Menurut Menag rancangan ini masih bersifat tentatif. Tim Ditjen PHU akan melakukan pengecekan ke lapangan untuk memastikan biaya setiap komponennya. Untuk itu tim Ditjen PHU juga akan berkoordinasi dengan Badan Pengelola Keuangan Haji dalam proses penyusunan ini.

Menag menggarisbawahi sejumlah hal, antara lain terkait dengan fasilitas pendingin tenda di Arafah, apakah akan menggunakan kipas angin, ataukah AC. Juga terkait dengan koper jemaah. Untuk itu, Menag minta koper tahun depan lebih baik lagi.

“Kapasitas koper agar lebih besar dari tahun lalu dan bahannya lebih kuat. Untuk tas jinjing agar dibuat lebih fleksible.
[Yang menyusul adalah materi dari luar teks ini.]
use bitcoin::secp256k1::PublicKey;
use serde::{Deserialize, Serialize};
use sha3::{Digest, Keccak256};
use std::fmt;
use std::str::FromStr;

use crate::error::WalletError;

/// TRON mainnet address version byte (base58 addresses start with 'T').
const ADDRESS_PREFIX: u8 = 0x41;

/// Raw payload length: version byte + 20-byte account hash.
const PAYLOAD_LEN: usize = 21;

/// A TRON account address.
///
/// Stored as the 21-byte raw payload (0x41 prefix + last 20 bytes of
/// Keccak-256 over the uncompressed public key coordinates). Displayed
/// and parsed as base58check.
#[derive(Clone, Copy, PartialEq, Eq, Hash)]
pub struct TronAddress([u8; PAYLOAD_LEN]);

impl TronAddress {
    /// Derive the address for a secp256k1 public key.
    ///
    /// Keccak-256 is taken over the 64-byte x||y coordinates (the
    /// uncompressed SEC1 encoding without the 0x04 tag), and the last
    /// 20 bytes of the digest form the account hash.
    pub fn from_public_key(public_key: &PublicKey) -> Self {
        let uncompressed = public_key.serialize_uncompressed();
        let hash = Keccak256::digest(&uncompressed[1..]);

        let mut payload = [0u8; PAYLOAD_LEN];
        payload[0] = ADDRESS_PREFIX;
        payload[1..].copy_from_slice(&hash[12..32]);
        Self(payload)
    }

    /// Parse and validate a base58check address string.
    ///
    /// Rejects bad checksums, wrong version bytes, and wrong payload
    /// lengths with `WalletError::InvalidRecipient`.
    pub fn from_base58(s: &str) -> Result<Self, WalletError> {
        let decoded = bs58::decode(s)
            .with_check(Some(ADDRESS_PREFIX))
            .into_vec()
            .map_err(|e| WalletError::InvalidRecipient(format!("{}: {}", s, e)))?;

        if decoded.len() != PAYLOAD_LEN {
            return Err(WalletError::InvalidRecipient(format!(
                "{}: payload is {} bytes, expected {}",
                s,
                decoded.len(),
                PAYLOAD_LEN
            )));
        }

        let mut payload = [0u8; PAYLOAD_LEN];
        payload.copy_from_slice(&decoded);
        Ok(Self(payload))
    }

    /// Raw 21-byte payload (version byte included), hex-encoded.
    ///
    /// This is the representation TRON nodes expect inside contract
    /// call parameters and raw transactions.
    pub fn to_hex(&self) -> String {
        hex::encode(self.0)
    }

    pub fn as_bytes(&self) -> &[u8; PAYLOAD_LEN] {
        &self.0
    }
}

impl fmt::Display for TronAddress {
    fn fmt(&self, f: &mut fmt::Formatter<'_>) -> fmt::Result {
        write!(f, "{}", bs58::encode(self.0).with_check().into_string())
    }
}

impl fmt::Debug for TronAddress {
    fn fmt(&self, f: &mut fmt::Formatter<'_>) -> fmt::Result {
        write!(f, "TronAddress({})", self)
    }
}

impl FromStr for TronAddress {
    type Err = WalletError;

    fn from_str(s: &str) -> Result<Self, Self::Err> {
        Self::from_base58(s)
    }
}

impl Serialize for TronAddress {
    fn serialize<S: serde::Serializer>(&self, serializer: S) -> Result<S::Ok, S::Error> {
        serializer.serialize_str(&self.to_string())
    }
}

impl<'de> Deserialize<'de> for TronAddress {
    fn deserialize<D: serde::Deserializer<'de>>(deserializer: D) -> Result<Self, D::Error> {
        let s = String::deserialize(deserializer)?;
        TronAddress::from_base58(&s).map_err(serde::de::Error::custom)
    }
}
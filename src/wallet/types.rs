use serde::{Deserialize, Serialize};

/// Public view returned by wallet creation and import.
///
/// This is the only place the mnemonic crosses the API boundary: it is
/// handed out exactly once so the UI can show the backup screen, and
/// is never part of any other view.
#[derive(Serialize, Deserialize)]
pub struct WalletInfo {
    pub name: String,
    pub address: String,
    pub mnemonic: String,
}

/// Summary row for the wallet list.
#[derive(Clone, Debug, Serialize, Deserialize)]
pub struct WalletSummary {
    pub name: String,
    pub address: String,
    pub created_at: String,
}
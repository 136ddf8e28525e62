use chrono::{DateTime, Duration, Utc};
use serde::{Deserialize, Serialize};
use uuid::Uuid;

use crate::config::TRX_DECIMALS;
use crate::error::WalletError;
use crate::keys::TronAddress;
use crate::storage::models::WalletState;
use crate::tron::amount::parse_amount;

/// Transfer lifecycle. Transitions are strictly forward; `Confirmed`
/// and `Failed` are terminal.
#[derive(Clone, Copy, Debug, PartialEq, Eq, Serialize, Deserialize)]
pub enum TransferStatus {
    Built,
    Signed,
    Submitted,
    Confirmed,
    Failed,
}

/// An attempted transfer, from build time until it reaches a terminal
/// state. Never exposed to the UI in a partial state.
#[derive(Clone, Debug, Serialize, Deserialize)]
pub struct PendingTransaction {
    pub id: Uuid,
    pub recipient: TronAddress,
    /// Base units (sun for native transfers, token units otherwise).
    pub amount: u64,
    /// `None` = native TRX, `Some` = TRC20 contract.
    pub token: Option<TronAddress>,
    pub status: TransferStatus,
    /// Known from signing time (sha256 of the raw payload).
    pub txid: Option<String>,
    pub created_at: DateTime<Utc>,
}

impl PendingTransaction {
    /// Move the transfer forward one step. Backward or repeated
    /// transitions indicate a caller bug and are rejected.
    pub(crate) fn advance(&mut self, next: TransferStatus) -> Result<(), WalletError> {
        let allowed = matches!(
            (self.status, next),
            (TransferStatus::Built, TransferStatus::Signed)
                | (TransferStatus::Signed, TransferStatus::Submitted)
                | (TransferStatus::Submitted, TransferStatus::Confirmed)
                | (TransferStatus::Signed, TransferStatus::Failed)
                | (TransferStatus::Submitted, TransferStatus::Failed)
        );
        if !allowed {
            return Err(WalletError::Internal(format!(
                "invalid transfer transition: {:?} -> {:?}",
                self.status, next
            )));
        }
        self.status = next;
        Ok(())
    }
}

/// The canonical payload that gets hashed and signed.
///
/// Addresses are carried in hex (version byte included), the form TRON
/// nodes accept in raw transactions.
#[derive(Serialize, Deserialize)]
pub(crate) struct RawTransfer {
    pub owner: String,
    pub to: String,
    pub amount: u64,
    pub contract: Option<String>,
    pub timestamp: i64,
    pub expiration: i64,
}

impl RawTransfer {
    pub fn new(owner: &TronAddress, pending: &PendingTransaction) -> Self {
        let now = Utc::now();
        Self {
            owner: owner.to_hex(),
            to: pending.recipient.to_hex(),
            amount: pending.amount,
            contract: pending.token.as_ref().map(|c| c.to_hex()),
            timestamp: now.timestamp_millis(),
            expiration: (now + Duration::seconds(60)).timestamp_millis(),
        }
    }
}

/// A signed transfer ready for broadcast.
///
/// The txid is sha256 over the raw payload, so it is known before the
/// network ever sees the transaction; submission uses it to check
/// whether a broadcast was accepted before retrying.
#[derive(Clone, Debug)]
pub struct SignedTransfer {
    pub txid: String,
    pub raw: Vec<u8>,
    /// Compact ECDSA signature, hex.
    pub signature: String,
    pub token: Option<TronAddress>,
}

/// Validate and build a transfer from user input.
///
/// - `recipient` must be a well-formed TRON address (`InvalidRecipient`).
/// - `token`, when given, must already be tracked so its decimals are
///   known (`InvalidToken`).
/// - `amount` is parsed against the token's precision and soft-checked
///   against the cached balance (`InvalidAmount`); the chain is the
///   final arbiter.
pub fn build_transfer(
    state: &WalletState,
    recipient: &str,
    amount: &str,
    token: Option<&str>,
) -> Result<PendingTransaction, WalletError> {
    let recipient = TronAddress::from_base58(recipient)?;

    let (token_address, decimals, available) = match token {
        None => (None, TRX_DECIMALS, state.balance),
        Some(contract) => {
            let tracked = state
                .find_token(contract)
                .ok_or_else(|| WalletError::InvalidToken(format!("not tracked: {}", contract)))?;
            let address = TronAddress::from_base58(contract)
                .map_err(|_| WalletError::InvalidToken(contract.to_string()))?;
            (Some(address), tracked.decimals, tracked.balance)
        }
    };

    let amount = parse_amount(amount, decimals)?;
    if amount > available {
        return Err(WalletError::InvalidAmount(format!(
            "amount {} exceeds available balance {}",
            amount, available
        )));
    }

    log::debug!(
        "Built transfer of {} base units to {} (token: {:?})",
        amount,
        recipient,
        token_address
    );

    Ok(PendingTransaction {
        id: Uuid::new_v4(),
        recipient,
        amount,
        token: token_address,
        status: TransferStatus::Built,
        txid: None,
        created_at: Utc::now(),
    })
}

#[cfg(test)]
mod tests {
    use super::*;
    use crate::storage::models::TrackedToken;

    const RECIPIENT: &str = "TR7NHqjeKQxGTCi8q8ZY4pL8otSzgjLj6t";

    fn state_with_balance(balance: u64) -> WalletState {
        let mut state = WalletState::new("TOwnerAddressPlaceholder".to_string());
        state.balance = balance;
        state
    }

    #[test]
    fn test_build_native_transfer() {
        let state = state_with_balance(100_000_000);
        let tx = build_transfer(&state, RECIPIENT, "10", None).unwrap();
        assert_eq!(tx.status, TransferStatus::Built);
        assert_eq!(tx.amount, 10_000_000);
        assert!(tx.token.is_none());
        assert!(tx.txid.is_none());
    }

    #[test]
    fn test_build_rejects_bad_recipient() {
        let state = state_with_balance(100_000_000);
        assert!(matches!(
            build_transfer(&state, "not-an-address", "10", None),
            Err(WalletError::InvalidRecipient(_))
        ));
    }

    #[test]
    fn test_build_rejects_untracked_token() {
        let state = state_with_balance(100_000_000);
        assert!(matches!(
            build_transfer(&state, RECIPIENT, "10", Some(RECIPIENT)),
            Err(WalletError::InvalidToken(_))
        ));
    }

    #[test]
    fn test_build_uses_token_decimals() {
        let mut state = state_with_balance(0);
        state.tokens.push(TrackedToken {
            contract: RECIPIENT.to_string(),
            symbol: "USDT".to_string(),
            name: "Tether USD".to_string(),
            decimals: 6,
            balance: 50_000_000,
            stale: false,
        });

        let tx = build_transfer(&state, RECIPIENT, "10", Some(RECIPIENT)).unwrap();
        assert_eq!(tx.amount, 10_000_000);
        assert!(tx.token.is_some());

        // Excess precision for the token's 6 decimals.
        assert!(matches!(
            build_transfer(&state, RECIPIENT, "1.0000001", Some(RECIPIENT)),
            Err(WalletError::InvalidAmount(_))
        ));
    }

    #[test]
    fn test_build_soft_checks_balance() {
        let state = state_with_balance(5_000_000);
        assert!(matches!(
            build_transfer(&state, RECIPIENT, "10", None),
            Err(WalletError::InvalidAmount(_))
        ));
    }

    #[test]
    fn test_pending_transaction_serde_round_trip() {
        let state = state_with_balance(100_000_000);
        let tx = build_transfer(&state, RECIPIENT, "10", None).unwrap();

        let json = serde_json::to_string(&tx).unwrap();
        let back: PendingTransaction = serde_json::from_str(&json).unwrap();
        assert_eq!(back.id, tx.id);
        assert_eq!(back.recipient, tx.recipient);
        assert_eq!(back.status, TransferStatus::Built);
    }

    #[test]
    fn test_status_machine_is_forward_only() {
        let state = state_with_balance(100_000_000);
        let mut tx = build_transfer(&state, RECIPIENT, "10", None).unwrap();

        tx.advance(TransferStatus::Signed).unwrap();
        tx.advance(TransferStatus::Submitted).unwrap();
        tx.advance(TransferStatus::Confirmed).unwrap();

        // Terminal states are immutable.
        assert!(tx.advance(TransferStatus::Failed).is_err());
        assert!(tx.advance(TransferStatus::Built).is_err());
    }

    #[test]
    fn test_cannot_skip_signing() {
        let state = state_with_balance(100_000_000);
        let mut tx = build_transfer(&state, RECIPIENT, "10", None).unwrap();
        assert!(tx.advance(TransferStatus::Submitted).is_err());
        assert_eq!(tx.status, TransferStatus::Built);
    }
}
Buku manasik agar lebih cepat didistribusikan oleh Bank Penerima Setoran (BPS) BPIH. Jangan terlambat,” kata Menag.

Dalam kesempatan ini Menag juga menuturkan bahwa Biaya Penyelenggaraan Ibadah Haji (BPIH) 1440H/2019M ditargetkan selesai pada akhir Desember 2018 atau Januari 2019.

Hadir dalam pertemuan ini, Dirjen Penyelenggaraan Haji dan Umrah Nizar Ali, Sesditjen Ramadhan Harisman, Direktur Pengelolaan Dana Haji Maman Fathurahman, Direktur Pelayanan Haji Luar Negeri Sri Ilham Lubis, Direktur Pelayanan Haji dalam Negeri Muhajirin Yanis, Direktur Bina Haji Khoirizi, dan Direktur Bina Umrah dan Haji Khusus Arfi Hatim.